Human cost increases with organisational size and reporting complexity, especially once Scope 3 is included.
3. Questionnaire Drafting and Translation
CDP assesses both the substance and the structure of responses, not just raw data.
Responses must be:
- clearly structured,
- aligned with CDP terminology,
- consistent across sections.
In addition, the questionnaire must be submitted in English, Spanish, Portuguese, or Chinese.
For many French-speaking companies, this requires specialised rewriting and translation work, which is often underestimated.
4. Quality Assurance and Consistency Checks
CDP does not verify the data submitted.
Full responsibility for data accuracy rests with the company.
Quality control is therefore essential to:
- avoid internal inconsistencies,
- secure referenced evidence,
- prevent score losses due to incomplete or poorly oriented answers.
How Much Does a CDP Disclosure Actually Cost?
The cost of a CDP disclosure depends less on CDP itself than on your starting point and the score you are aiming for.
Typical Cost Scenarios
- SME – first disclosure, no immediate customer pressure
→ cost mainly in internal time (several dozen cumulative working days) - SME / mid-sized company – first disclosure with customer expectations (target score B)

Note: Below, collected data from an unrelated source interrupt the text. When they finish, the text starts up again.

//! # aicache
//!
//! A two-tier response cache for AI workloads: a fast in-process LRU+TTL
//! tier (L1) in front of a networked Redis tier (L2), with graceful
//! degradation to memory-only operation when the remote store is
//! unreachable.
//!
//! ## Features
//!
//! - Async-first design using tokio
//! - LRU+TTL in-process tier usable standalone
//! - Remote tier with connection state machine, timeouts and reconnect
//!   cooldown
//! - Deterministic key derivation with content hashing for large inputs
//! - Size-tagged payload format with LZ4 compression for large payloads
//! - AI-response specialization: input tiering, per-operation TTL policy,
//!   envelope metadata and hit enrichment
//! - Performance monitoring with bounded sample retention and
//!   threshold-based alerts
//! - Factory with deployment profiles and a process-wide instance registry
//!
//! ## Quick Start
//!
//! ```no_run
//! use aicache::{CacheFactory, CacheStore};
//! use serde_json::json;
//!
//! #[tokio::main]
//! async fn main() -> anyhow::Result<()> {
//!     // Falls back to a memory-only cache if Redis is unreachable.
//!     let cache = CacheFactory::for_web_app().await?;
//!
//!     let backend = cache.backend();
//!     backend.set("greeting", json!({"text": "hello"}), None).await;
//!     let value = backend.get("greeting").await;
//!     println!("cached: {:?}", value);
//!     Ok(())
//! }
//! ```
//!
//! ## Caching AI Responses
//!
//! ```no_run
//! use aicache::CacheFactory;
//! use serde_json::{json, Map};
//!
//! #[tokio::main]
//! async fn main() -> anyhow::Result<()> {
//!     let cache = CacheFactory::for_ai_workloads().await?;
//!     let responses = cache.as_response().expect("response cache");
//!
//!     let mut options = Map::new();
//!     options.insert("max_length".to_string(), json!(100));
//!
//!     responses
//!         .cache_response("Hello world", "summarize", &options, json!({"summary": "Hi"}))
//!         .await?;
//!
//!     if let Some(hit) = responses
//!         .get_cached_response("Hello world", "summarize", &options)
//!         .await?
//!     {
//!         println!("hit: {}", hit["response"]);
//!     }
//!     Ok(())
//! }
//! ```
//!
//! ## Sharing Instances Across Call Sites
//!
//! ```no_run
//! use aicache::{CacheConfig, CacheRegistry, CacheSpec};
//!
//! #[tokio::main]
//! async fn main() -> anyhow::Result<()> {
//!     // Same configuration fingerprint, same instance.
//!     let spec = CacheSpec::Generic(CacheConfig::web_app());
//!     let a = CacheRegistry::get_or_build(spec.clone()).await?;
//!     let b = CacheRegistry::get_or_build(spec).await?;
//!     assert!(std::sync::Arc::ptr_eq(&a, &b));
//!     Ok(())
//! }
//! ```

pub mod codec;
pub mod compat;
pub mod config;
pub mod error;
pub mod events;
pub mod factory;
pub mod key;
pub mod memory;
pub mod monitor;
pub mod network;
pub mod remote;
pub mod response;
pub mod store;

pub use codec::{Codec, EncodeStats, PayloadFormat};
pub use compat::LegacyCacheFacade;
pub use config::{
    CacheConfig, CacheConfigBuilder, CacheSpec, OperationPolicy, ResponseConfig, SecurityConfig,
    TierThresholds,
};
pub use error::{CacheError, Result};
pub use events::{CacheEvent, CacheEventKind, EventBus};
pub use factory::{BuiltCache, CacheBackend, CacheFactory, CacheRegistry};
pub use key::KeyGenerator;
pub use memory::{MemoryCache, MemoryCacheStats};
pub use monitor::{
    Alert, AlertSeverity, MemoryTrend, MonitorConfig, PerfReport, PerformanceMonitor,
};
pub use network::{CacheStatus, NetworkedCache, SetOptions};
pub use remote::{ConnectionState, RemoteStore, SecurityReport};
pub use response::{
    classify_tier, OperationCounters, RecentSampleView, ResponseCache, ResponseCacheStats,
    TierLabel,
};
pub use store::{CacheStore, CacheValue};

→ high cost if done alone (time + risk), often optimised through methodological support - Company already rated – goal to maintain or improve score
→ cost focused on formatting, speed, and consistency - Company targeting an A / A-list score
→ a structuring process comparable to a full ESG project, with governance, trajectory, and formal transition plan
The main cost driver is not company size, but score pressure and data maturity.

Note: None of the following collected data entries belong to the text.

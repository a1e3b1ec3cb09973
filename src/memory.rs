//! In-process cache tier with LRU eviction and TTL support
//!
//! Used standalone (zero external dependencies) or as the fast L1 tier
//! inside [`NetworkedCache`](crate::network::NetworkedCache). Operations
//! never suspend on I/O and never surface errors: the cache must not be a
//! source of request failure.

use crate::store::{CacheStore, CacheValue};
use async_trait::async_trait;
use serde::{Deserialize, Serialize};
use std::collections::{HashMap, VecDeque};
use std::sync::Arc;
use std::time::{Duration, Instant};
use tokio::sync::RwLock;
use tracing::debug;

/// A stored entry with its expiration instant. `expires_at: None` means the
/// entry never expires (TTL=0 at set time).
#[derive(Debug, Clone)]
struct MemoryEntry {
    value: CacheValue,
    expires_at: Option<Instant>,
}

impl MemoryEntry {
    fn new(value: CacheValue, ttl: Duration) -> Self {
        let expires_at = if ttl.is_zero() {
            None
        } else {
            Some(Instant::now() + ttl)
        };
        Self { value, expires_at }
    }

    fn is_expired(&self) -> bool {
        match self.expires_at {
            Some(at) => Instant::now() >= at,
            None => false,
        }
    }
}

/// Internal storage, guarded by a single RwLock
#[derive(Debug)]
struct MemoryStore {
    entries: HashMap<String, MemoryEntry>,
    /// LRU tracking: front = least recently used, back = most recent
    lru_queue: VecDeque<String>,
    hits: u64,
    misses: u64,
    evictions: u64,
}

/// Point-in-time introspection of a [`MemoryCache`]
#[derive(Debug, Clone, Serialize, Deserialize)]
pub struct MemoryCacheStats {
    /// Entries currently stored (including not-yet-swept expired ones)
    pub entries: usize,
    /// Configured capacity
    pub max_entries: usize,
    /// Capacity utilization percentage
    pub utilization_pct: f64,
    /// Entries that are still live
    pub active_entries: usize,
    /// Entries past their expiration, pending lazy removal
    pub expired_entries: usize,
    pub hits: u64,
    pub misses: u64,
    pub evictions: u64,
}

impl MemoryCacheStats {
    /// Cache hit rate as a percentage.
    pub fn hit_rate(&self) -> f64 {
        let total = self.hits + self.misses;
        if total == 0 {
            0.0
        } else {
            (self.hits as f64 / total as f64) * 100.0
        }
    }
}

/// Bounded in-process LRU+TTL cache
///
/// Access order is refreshed on both `get` and `set` (an overwrite counts
/// as a fresh access). Expired entries are removed lazily when touched by
/// `get`/`exists` or swept by [`MemoryCache::cleanup_expired`].
#[derive(Debug)]
pub struct MemoryCache {
    store: Arc<RwLock<MemoryStore>>,
    max_entries: usize,
    default_ttl: Duration,
}

impl MemoryCache {
    /// Create a cache holding at most `max_entries`, with `default_ttl`
    /// applied to entries stored without an explicit TTL.
    pub fn new(max_entries: usize, default_ttl: Duration) -> Self {
        Self {
            store: Arc::new(RwLock::new(MemoryStore {
                entries: HashMap::new(),
                lru_queue: VecDeque::new(),
                hits: 0,
                misses: 0,
                evictions: 0,
            })),
            max_entries: max_entries.max(1),
            default_ttl,
        }
    }

    /// Default TTL applied to entries stored without an explicit TTL.
    pub fn default_ttl(&self) -> Duration {
        self.default_ttl
    }

    /// Number of entries currently stored (including expired, pre-sweep).
    pub async fn len(&self) -> usize {
        self.store.read().await.entries.len()
    }

    pub async fn is_empty(&self) -> bool {
        self.store.read().await.entries.is_empty()
    }

    /// Raw key listing, including expired entries, for diagnostics.
    pub async fn keys(&self) -> Vec<String> {
        self.store.read().await.entries.keys().cloned().collect()
    }

    /// Read-only introspection snapshot.
    pub async fn stats(&self) -> MemoryCacheStats {
        let store = self.store.read().await;
        let expired = store
            .entries
            .values()
            .filter(|entry| entry.is_expired())
            .count();
        let entries = store.entries.len();

        MemoryCacheStats {
            entries,
            max_entries: self.max_entries,
            utilization_pct: (entries as f64 / self.max_entries as f64) * 100.0,
            active_entries: entries - expired,
            expired_entries: expired,
            hits: store.hits,
            misses: store.misses,
            evictions: store.evictions,
        }
    }

    /// Remove all entries.
    pub async fn clear(&self) {
        let mut store = self.store.write().await;
        let count = store.entries.len();
        store.entries.clear();
        store.lru_queue.clear();
        debug!("Cleared {} entries from memory cache", count);
    }

    /// Sweep expired entries, returning how many were removed.
    pub async fn cleanup_expired(&self) -> usize {
        let mut store = self.store.write().await;
        let expired_keys: Vec<String> = store
            .entries
            .iter()
            .filter(|(_, entry)| entry.is_expired())
            .map(|(key, _)| key.clone())
            .collect();

        for key in &expired_keys {
            store.entries.remove(key);
            store.lru_queue.retain(|k| k != key);
        }

        if !expired_keys.is_empty() {
            debug!("Swept {} expired entries", expired_keys.len());
        }
        expired_keys.len()
    }

    fn remove_entry(store: &mut MemoryStore, key: &str) {
        store.entries.remove(key);
        store.lru_queue.retain(|k| k != key);
    }

    fn touch(store: &mut MemoryStore, key: &str) {
        store.lru_queue.retain(|k| k != key);
        store.lru_queue.push_back(key.to_string());
    }
}

#[async_trait]
impl CacheStore for MemoryCache {
    async fn get(&self, key: &str) -> Option<CacheValue> {
        let mut store = self.store.write().await;

        match store.entries.get(key) {
            Some(entry) if entry.is_expired() => {
                debug!("Memory cache entry expired: {}", key);
                Self::remove_entry(&mut store, key);
                store.misses += 1;
                None
            }
            Some(entry) => {
                let value = entry.value.clone();
                store.hits += 1;
                Self::touch(&mut store, key);
                Some(value)
            }
            None => {
                store.misses += 1;
                None
            }
        }
    }

    async fn set(&self, key: &str, value: CacheValue, ttl: Option<Duration>) {
        let mut store = self.store.write().await;

        // Evict the least recently used entry before inserting a new key
        // at capacity. Overwrites reuse the existing slot.
        if !store.entries.contains_key(key) && store.entries.len() >= self.max_entries {
            if let Some(oldest) = store.lru_queue.pop_front() {
                debug!("Evicting LRU entry: {}", oldest);
                store.entries.remove(&oldest);
                store.evictions += 1;
            }
        }

        let effective_ttl = ttl.unwrap_or(self.default_ttl);
        store
            .entries
            .insert(key.to_string(), MemoryEntry::new(value, effective_ttl));
        Self::touch(&mut store, key);
    }

    async fn delete(&self, key: &str) -> bool {
        let mut store = self.store.write().await;
        let existed = store.entries.remove(key).is_some();
        if existed {
            store.lru_queue.retain(|k| k != key);
        }
        existed
    }

    async fn exists(&self, key: &str) -> bool {
        let mut store = self.store.write().await;
        match store.entries.get(key) {
            Some(entry) if entry.is_expired() => {
                Self::remove_entry(&mut store, key);
                false
            }
            Some(_) => true,
            None => false,
        }
    }
}

#[cfg(test)]
mod tests {
    use super::*;
    use serde_json::json;

    #[tokio::test]
    async fn test_set_and_get_roundtrip() {
        let cache = MemoryCache::new(100, Duration::from_secs(60));

        cache.set("key1", json!({"answer": 42}), None).await;
        let value = cache.get("key1").await;

        assert_eq!(value, Some(json!({"answer": 42})));
        assert_eq!(cache.len().await, 1);
    }

    #[tokio::test]
    async fn test_miss_is_silent() {
        let cache = MemoryCache::new(100, Duration::from_secs(60));
        assert_eq!(cache.get("nonexistent").await, None);

        let stats = cache.stats().await;
        assert_eq!(stats.misses, 1);
        assert_eq!(stats.hits, 0);
    }

    #[tokio::test]
    async fn test_ttl_expiration() {
        let cache = MemoryCache::new(100, Duration::from_secs(60));

        cache
            .set("short", json!("v"), Some(Duration::from_millis(50)))
            .await;
        assert!(cache.get("short").await.is_some());

        tokio::time::sleep(Duration::from_millis(80)).await;
        assert_eq!(cache.get("short").await, None);
        // Lazy deletion removed the entry.
        assert_eq!(cache.len().await, 0);
    }

    #[tokio::test]
    async fn test_ttl_zero_disables_expiration() {
        let cache = MemoryCache::new(100, Duration::from_millis(20));

        cache.set("pinned", json!("v"), Some(Duration::ZERO)).await;
        tokio::time::sleep(Duration::from_millis(50)).await;

        assert!(cache.get("pinned").await.is_some());
    }

    #[tokio::test]
    async fn test_lru_eviction_at_capacity() {
        let cache = MemoryCache::new(3, Duration::from_secs(60));

        cache.set("key1", json!(1), None).await;
        cache.set("key2", json!(2), None).await;
        cache.set("key3", json!(3), None).await;

        // Full: inserting key4 evicts key1 (least recently used).
        cache.set("key4", json!(4), None).await;

        assert_eq!(cache.len().await, 3);
        assert_eq!(cache.get("key1").await, None);
        assert!(cache.get("key2").await.is_some());
        assert!(cache.get("key4").await.is_some());
    }

    #[tokio::test]
    async fn test_get_refreshes_recency() {
        let cache = MemoryCache::new(3, Duration::from_secs(60));

        cache.set("key1", json!(1), None).await;
        cache.set("key2", json!(2), None).await;
        cache.set("key3", json!(3), None).await;

        // key1 becomes most recent; key2 is now the eviction candidate.
        cache.get("key1").await;
        cache.set("key4", json!(4), None).await;

        assert!(cache.get("key1").await.is_some());
        assert_eq!(cache.get("key2").await, None);
    }

    #[tokio::test]
    async fn test_overwrite_refreshes_recency() {
        let cache = MemoryCache::new(3, Duration::from_secs(60));

        cache.set("key1", json!(1), None).await;
        cache.set("key2", json!(2), None).await;
        cache.set("key3", json!(3), None).await;

        cache.set("key1", json!("updated"), None).await;
        cache.set("key4", json!(4), None).await;

        assert_eq!(cache.get("key1").await, Some(json!("updated")));
        assert_eq!(cache.get("key2").await, None);
        assert_eq!(cache.len().await, 3);
    }

    #[tokio::test]
    async fn test_delete_is_idempotent() {
        let cache = MemoryCache::new(100, Duration::from_secs(60));

        cache.set("key1", json!(1), None).await;
        assert!(cache.delete("key1").await);
        assert!(!cache.delete("key1").await);
        assert!(!cache.delete("never-existed").await);
    }

    #[tokio::test]
    async fn test_exists_is_expiration_aware() {
        let cache = MemoryCache::new(100, Duration::from_secs(60));

        cache
            .set("short", json!("v"), Some(Duration::from_millis(50)))
            .await;
        assert!(cache.exists("short").await);

        tokio::time::sleep(Duration::from_millis(80)).await;
        assert!(!cache.exists("short").await);
        assert!(!cache.exists("never-set").await);
    }

    #[tokio::test]
    async fn test_introspection() {
        let cache = MemoryCache::new(10, Duration::from_secs(60));

        cache.set("live", json!(1), None).await;
        cache
            .set("dead", json!(2), Some(Duration::from_millis(10)))
            .await;
        tokio::time::sleep(Duration::from_millis(30)).await;

        let stats = cache.stats().await;
        assert_eq!(stats.entries, 2);
        assert_eq!(stats.active_entries, 1);
        assert_eq!(stats.expired_entries, 1);
        assert!((stats.utilization_pct - 20.0).abs() < f64::EPSILON);

        // Key listing includes expired entries for diagnostics.
        let mut keys = cache.keys().await;
        keys.sort();
        assert_eq!(keys, vec!["dead".to_string(), "live".to_string()]);
    }

    #[tokio::test]
    async fn test_cleanup_expired() {
        let cache = MemoryCache::new(10, Duration::from_secs(60));

        cache
            .set("a", json!(1), Some(Duration::from_millis(10)))
            .await;
        cache.set("b", json!(2), None).await;
        tokio::time::sleep(Duration::from_millis(30)).await;

        assert_eq!(cache.cleanup_expired().await, 1);
        assert_eq!(cache.len().await, 1);
        assert!(cache.get("b").await.is_some());
    }

    #[tokio::test]
    async fn test_debug_formatting() {
        let cache = MemoryCache::new(10, Duration::from_secs(60));
        cache.set("k", json!(1), None).await;
        assert!(format!("{:?}", cache).contains("MemoryCache"));
    }

    #[tokio::test]
    async fn test_hit_rate() {
        let cache = MemoryCache::new(10, Duration::from_secs(60));

        cache.set("k", json!(1), None).await;
        cache.get("k").await;
        cache.get("missing").await;

        let stats = cache.stats().await;
        assert_eq!(stats.hits, 1);
        assert_eq!(stats.misses, 1);
        assert!((stats.hit_rate() - 50.0).abs() < f64::EPSILON);
    }
}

Factors That Influence the Final Cost
In-House vs. Supported CDP Disclosure: Cost Impact
Option 1 – Fully In-House Management
Pros:
- full control over content,
- limited external financial costs (excluding any applicable CDP administrative fees).
Cons:
- heavy operational workload,
- risk of formatting and scoring errors,
- difficulty understanding scoring subtleties.
This option is viable only when score pressure is low or after several years of structured disclosures.
Option 2 – Supported Disclosure
Pros:
- significant time savings,
- clearer understanding of scoring logic,
- securing points that truly impact the score.
Cons:
- additional financial cost,
- need for internal coordination.
The higher the expected score, the more cost-effective support becomes relative to risk.
The Real Cost of CDP: Opportunity Cost
The cost of CDP is not limited to time spent.
A weak or poorly positioned score can:
- complicate tender processes,
- delay client decisions,
- weaken relationships with key customers.
The cost of a poor submission is often higher than the cost of proper preparation.
Reducing Costs and Maximising CDP ROI
The most effective levers include:
- centralising documents and evidence from the outset,
- anticipating CDP several months in advance,
- reusing data for EcoVadis, CSRD, and other frameworks,
- tooling response structuring to limit repetitive work.